Однако история расставила все на свои места. Без «Боярыни Морозовой», являющейся подлинной жемчужиной русского искусства, не обходится теперь ни одна хрестоматия по истории русской живописи. Как писал полстолетия спустя композитор Борис Асафьев, живописец «четко и сильно показал острое трагическое противоречие между буйной красочной цветистостью народного характера, видимого их облика и гибельным расточением этих творческих сил в жестком становлении русской былой государственности». По мнению Асафьева, Суриков картиной своей хотел ответить на главный вопрос, который «грыз» его сердце и мозг: «неужели русская история состоит в безумном и страшном уничтожении и расточении этих прекрасных характеров, воль, „соков земли“»[169].

Тема старообрядчества неоднократно привлекала к себе и других художников-передвижников. Сергей Дмитриевич Милорадович (1851—1943), разносторонний художник, создававший произведения на историко-религиозные сюжеты, портреты, пейзажи, бытовые композиции, посвятил теме церковного раскола такие свои знаменитые картины, как «Черный собор. Восстание Соловецкого монастыря против новопечатных книг в 1666 году» (1885), «Аввакум на пути в Даурию» (1898), «Аввакум в Братском остроге» (ок. 1899), «Патриарх Никон», «Суд над патриархом Никоном». Один из организаторов и активных деятелей Товарищества передвижных художественных выставок Григорий Григорьевич Мясоедов (1834—1911) написал картину «Самосжигатели. Из времен гонения на раскол» (1882—1884), изображающую трагическую страницу из истории старообрядческого движения. Кисти его однофамильца, ученика И. Е. Репина Петра Евгеньевича Мясоедова (1867—1913) принадлежит картина «Сожжение протопопа Аввакума» (1897), за которую он получил звание художника и право пенсионерской поездки за границу.

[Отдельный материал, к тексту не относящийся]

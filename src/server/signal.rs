// Signal handling module
//
// SIGTERM and SIGINT (Ctrl+C) request a graceful shutdown: the accept loop
// stops and the process exits once `main` returns.

use std::sync::Arc;
use tokio::sync::Notify;

use crate::logger;

/// Listen for termination signals and notify `shutdown` once.
#[cfg(unix)]
pub fn start_signal_handler(shutdown: Arc<Notify>) {
    use tokio::signal::unix::{signal, SignalKind};

    tokio::spawn(async move {
        let (mut sigterm, mut sigint) =
            match (signal(SignalKind::terminate()), signal(SignalKind::interrupt())) {
                (Ok(term), Ok(int)) => (term, int),
                (Err(e), _) | (_, Err(e)) => {
                    logger::log_error(&format!("Failed to register signal handlers: {e}"));
                    return;
                }
            };

        tokio::select! {
            _ = sigterm.recv() => logger::log_signal_received("SIGTERM"),
            _ = sigint.recv() => logger::log_signal_received("SIGINT"),
        }

        // notify_one keeps a permit if the loop is not waiting right now
        shutdown.notify_one();
    });
}

/// Non-unix fallback: only Ctrl+C
#[cfg(not(unix))]
pub fn start_signal_handler(shutdown: Arc<Notify>) {
    tokio::spawn(async move {
        match tokio::signal::ctrl_c().await {
            Ok(()) => {
                logger::log_signal_received("Ctrl+C");
                shutdown.notify_one();
            }
            Err(e) => logger::log_error(&format!("Failed to listen for Ctrl+C: {e}")),
        }
    });
}
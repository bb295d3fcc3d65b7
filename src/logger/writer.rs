//! Log writer module
//!
//! Routes info/access lines and error lines to files or stdout/stderr.

use std::fs::{File, OpenOptions};
use std::io::{self, Write};
use std::path::Path;
use std::sync::{Mutex, OnceLock};

/// Global log writer instance
static LOG_WRITER: OnceLock<LogWriter> = OnceLock::new();

/// Log output target
enum LogTarget {
    Stdout,
    Stderr,
    File(Mutex<File>),
}

/// Thread-safe log writer
pub struct LogWriter {
    /// Access and info lines
    access: LogTarget,
    /// Errors and warnings
    error: LogTarget,
}

impl LogWriter {
    fn new(access_log_file: Option<&str>, error_log_file: Option<&str>) -> io::Result<Self> {
        let access = match access_log_file {
            Some(path) => LogTarget::File(Mutex::new(open_log_file(path)?)),
            None => LogTarget::Stdout,
        };

        let error = match error_log_file {
            Some(path) => LogTarget::File(Mutex::new(open_log_file(path)?)),
            None => LogTarget::Stderr,
        };

        Ok(Self { access, error })
    }

    pub fn write_access(&self, message: &str) {
        write_to_target(&self.access, message);
    }

    pub fn write_error(&self, message: &str) {
        write_to_target(&self.error, message);
    }
}

/// Open or create a log file for appending
fn open_log_file(path: &str) -> io::Result<File> {
    if let Some(parent) = Path::new(path).parent() {
        if !parent.as_os_str().is_empty() {
            std::fs::create_dir_all(parent)?;
        }
    }

    OpenOptions::new().create(true).append(true).open(path)
}

fn write_to_target(target: &LogTarget, message: &str) {
    match target {
        LogTarget::Stdout => println!("{message}"),
        LogTarget::Stderr => eprintln!("{message}"),
        LogTarget::File(file) => {
            if let Ok(mut f) = file.lock() {
                let _ = writeln!(f, "{message}");
            }
        }
    }
}

/// Initialize the global log writer
///
/// Returns error if log files cannot be opened or if called twice.
pub fn init(access_log_file: Option<&str>, error_log_file: Option<&str>) -> io::Result<()> {
    let writer = LogWriter::new(access_log_file, error_log_file)?;
    LOG_WRITER.set(writer).map_err(|_| {
        io::Error::new(
            io::ErrorKind::AlreadyExists,
            "Log writer already initialized",
        )
    })
}

/// Get the global log writer, if `init()` has run
pub fn get() -> Option<&'static LogWriter> {
    LOG_WRITER.get()
}

#[cfg(test)]
mod tests {
    use super::*;

    #[test]
    fn test_file_target_appends() {
        let dir = std::env::temp_dir().join(format!("suma-log-{}", std::process::id()));
        let path = dir.join("access.log");
        let path_str = path.to_string_lossy().to_string();

        let writer = LogWriter::new(Some(&path_str), None).unwrap();
        writer.write_access("first");
        writer.write_access("second");

        let content = std::fs::read_to_string(&path).unwrap();
        assert_eq!(content, "first\nsecond\n");

        let _ = std::fs::remove_dir_all(dir);
    }
}
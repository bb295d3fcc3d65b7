//! Logger module
//!
//! Provides logging utilities for the HTTP server including:
//! - Server lifecycle logging
//! - Access logging with multiple formats
//! - Error and warning logging
//! - File-based logging support

mod format;
pub mod writer;

pub use format::AccessLogEntry;

use crate::config::Config;
use std::net::SocketAddr;

/// Initialize the logger with configuration
///
/// Should be called once at application startup.
pub fn init(config: &Config) -> std::io::Result<()> {
    writer::init(
        config.logging.access_log_file.as_deref(),
        config.logging.error_log_file.as_deref(),
    )
}

/// Write to info/access log
fn write_info(message: &str) {
    match writer::get() {
        Some(w) => w.write_access(message),
        None => println!("{message}"),
    }
}

/// Write to error log
fn write_error(message: &str) {
    match writer::get() {
        Some(w) => w.write_error(message),
        None => eprintln!("{message}"),
    }
}

pub fn log_server_start(addr: &SocketAddr, config: &Config) {
    write_info("======================================");
    write_info(&format!("Servidor corriendo en http://{addr}/"));
    write_info(&format!(
        "Endpoint de suma (query) disponible: GET http://{addr}/suma?dato1=5&dato2=6"
    ));
    write_info(&format!(
        "También puedes usar alias: GET http://{addr}/suma?a=5&b=6"
    ));
    write_info(&format!("Log level: {}", config.logging.level));
    if let Some(workers) = config.server.workers {
        write_info(&format!("Worker threads: {workers}"));
    }
    if let Some(max_conn) = config.performance.max_connections {
        write_info(&format!("Max connections: {max_conn}"));
    }
    if let Some(ref path) = config.logging.access_log_file {
        write_info(&format!("Access log: {path}"));
    }
    if let Some(ref path) = config.logging.error_log_file {
        write_info(&format!("Error log: {path}"));
    }
    write_info("======================================\n");
}

pub fn log_connection_accepted(peer_addr: &SocketAddr) {
    write_info(&format!("[Connection] Accepted from: {peer_addr}"));
}

pub fn log_connection_error(err: &impl std::fmt::Debug) {
    write_error(&format!("[ERROR] Failed to serve connection: {err:?}"));
}

pub fn log_error(message: &str) {
    write_error(&format!("[ERROR] {message}"));
}

pub fn log_warning(message: &str) {
    write_error(&format!("[WARN] {message}"));
}

/// Diagnostic line with the raw request target as received
pub fn log_request_target(raw_target: &str, show: bool) {
    if show {
        write_info(&format!("[Request] Target: {raw_target}"));
    }
}

/// Log formatted access log entry
pub fn log_access(entry: &AccessLogEntry, format: &str) {
    write_info(&entry.format(format));
}

pub fn log_shutdown(active_connections: usize) {
    write_info(&format!(
        "\n[Shutdown] Stopped accepting connections ({active_connections} still active)"
    ));
}

pub fn log_signal_received(signal: &str) {
    write_info(&format!("\n[Signal] {signal} received, shutting down"));
}
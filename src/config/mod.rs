// Configuration module entry point
// Loads layered configuration (file, environment, PORT override) and runtime state

mod state;
mod types;

use std::net::SocketAddr;

// Re-export public types
pub use state::AppState;
pub use types::Config;

/// Default config file name (without extension)
pub const DEFAULT_CONFIG_PATH: &str = "config";

/// Port used when neither the config file nor `PORT` provide one
pub const DEFAULT_PORT: u16 = 3002;

impl Config {
    /// Load configuration from the default file, `SERVER_*` environment
    /// variables and the `PORT` environment variable
    pub fn load() -> Result<Self, config::ConfigError> {
        Self::load_from(DEFAULT_CONFIG_PATH, std::env::var("PORT").ok())
    }

    /// Load configuration from specified file path (without extension)
    ///
    /// `port_override` wins over every other source when set.
    pub fn load_from(
        config_path: &str,
        port_override: Option<String>,
    ) -> Result<Self, config::ConfigError> {
        let port_override = port_override.filter(|p| !p.trim().is_empty());

        let settings = config::Config::builder()
            .add_source(config::File::with_name(config_path).required(false))
            .add_source(config::Environment::with_prefix("SERVER").separator("__"))
            .set_default("server.host", "0.0.0.0")?
            .set_default("server.port", i64::from(DEFAULT_PORT))?
            .set_default("logging.level", "info")?
            .set_default("logging.access_log", true)?
            .set_default("logging.show_request_target", false)?
            .set_default("performance.keep_alive_timeout", 75)?
            .set_default("performance.read_timeout", 30)?
            .set_default("performance.write_timeout", 30)?
            .set_override_option("server.port", port_override)?
            .build()?;

        settings.try_deserialize()
    }

    pub fn get_socket_addr(&self) -> Result<SocketAddr, String> {
        format!("{}:{}", self.server.host, self.server.port)
            .parse()
            .map_err(|e| format!("Invalid address: {e}"))
    }
}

Александр Дмитриевич Литовченко (1835—1890), создает картины «Стрелецкий бунт» (1862), «Боярыня Морозова» (1885), «Царь Алексей Михайлович и Никон, архиепископ Новгородский, у гроба святого Филиппа, митрополита Московского» (1886). В отличие от картины Сурикова (появившейся двумя годами позже), Литовченко изображает боярыню Морозову в тот момент, когда после очередного допроса ее на специальных носилках возвращают в острог.

Клавдий Васильевич Лебедев (1852—1916) пишет картину «Сжигание старообрядческих книг». Основные участники трагического противостояния в русской церкви середины XVII века изображены на картине художника, близкого к передвижникам, Алексея Даниловича Кившенко (1851—1895) «Церковный собор 1654 года (патриарх Никон представляет новые богослужебные тексты)» (1880). Картины Владимира Александровича Кузнецова (1874—1960) «Канун» (1909) и «Божьи люди» (1917) посвящены жизни современных старообрядцев, с которыми художник общался в Сибири.

Самым гениальным воплощением старообрядческой темы в русской музыке стала опера Модеста Петровича Мусоргского (1839—1881) «Хованщина». Либретто оперы, написанное самим композитором, посвящено событиям раннего периода царствования Петра I. Монументальное по замыслу произведение (Мусоргский назвал его «народной музыкальной драмой») осталось неоконченным. После смерти Мусоргского его друг Н. А. Римский-Корсаков предпринял работу по завершению и оркестровке «Хованщины».